"Even with all that has happened since, the waiting was still the hardest part. The decision to turn my back on the dictates of my Voivode and all the law, that was easy; I loved my people, and so I had no choice. But the painful days of waiting for strangers to arrive weighed on my mind like nothing else could. I watched from the high tower, waiting to see them walk the main road, lone visitors to my city, one from each direction. For months, I kept a terrible vigil.
"In time, they came to my palace in their finery and in their rags, pointed there by my guards, seeking rest on their journeys or safe haven from things outside my walls. I kept them from the inns and took them into my home, for the lonely should have comfort. I dined with them and swore to them great oaths of friendship and protection. And then I broke their trust.
"They numbered five. I remember their names, though I won't sin again by speaking them aloud. I locked them away in my darkest dungeon while I prepared my table. I learned how it was to be done from the man in ancient dress; the pure white of the tableware, the spices to use in the cooking, the ritual arrangement of dishes and the order of their eating. With all prepared, I served my prisoners.
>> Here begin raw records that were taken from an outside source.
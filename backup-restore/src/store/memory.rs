use std::collections::BTreeMap;
use std::sync::Arc;

use tokio::sync::Mutex;

use crate::error::BrResult;
use crate::store::base::CoordinationStore;

/// In-process [`CoordinationStore`].
///
/// Clones share the same data, so several coordinators built from clones of one store
/// behave like separate processes sharing a server.
#[derive(Debug, Clone, Default)]
pub struct MemoryStore {
    inner: Arc<Mutex<BTreeMap<String, String>>>,
}

impl MemoryStore {
    pub fn new() -> Self {
        Self::default()
    }

    /// Returns a copy of every key and value.
    pub async fn snapshot(&self) -> BTreeMap<String, String> {
        self.inner.lock().await.clone()
    }
}

impl CoordinationStore for MemoryStore {
    async fn get(&self, key: &str) -> BrResult<Option<String>> {
        let inner = self.inner.lock().await;

        Ok(inner.get(key).cloned())
    }

    async fn set(&self, key: &str, value: &str) -> BrResult<()> {
        let mut inner = self.inner.lock().await;
        inner.insert(key.to_owned(), value.to_owned());

        Ok(())
    }

    async fn set_if_absent(&self, key: &str, value: &str) -> BrResult<bool> {
        let mut inner = self.inner.lock().await;
        if inner.contains_key(key) {
            return Ok(false);
        }

        inner.insert(key.to_owned(), value.to_owned());

        Ok(true)
    }

    async fn delete(&self, key: &str) -> BrResult<bool> {
        let mut inner = self.inner.lock().await;

        Ok(inner.remove(key).is_some())
    }

    async fn keys(&self, prefix: &str) -> BrResult<Vec<String>> {
        let inner = self.inner.lock().await;

        Ok(inner
            .range(prefix.to_owned()..)
            .take_while(|(key, _)| key.starts_with(prefix))
            .map(|(key, _)| key.clone())
            .collect())
    }
}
"I have never tasted meat so fine. I drank down the blood soup, I chewed tender muscle straight from the bone. My stomach stretched and tore with the amount I ate, my skin turned ashen, but my hunger did not abate. I ate on, and soon felt something inside eating me.
"I have... changed... since my feast. I am corpulent, huge in my proportions as no man has ever been; my legs are long as an elephants, and just as bloated, my stomach is distended, my arms sagging. My throat has puffed to batrachian proportions, and if I try I can pretend not to see the razor-lined maw that hides in the folds of its fat, or the eyes.
"My mind is in retreat; I am no longer wholly in control of my own senses. There is something else that pushes through, this thing that is consuming me. It hungers, and I must feed it. I have eaten my palace staff and my wives, and spat out their nightmares to take unholy shape in Creation. But they are not enough. I can feel, far to the north, that for which I truly hunger. It is sharp and golden and fine. It is a spear, and I feel I know it well.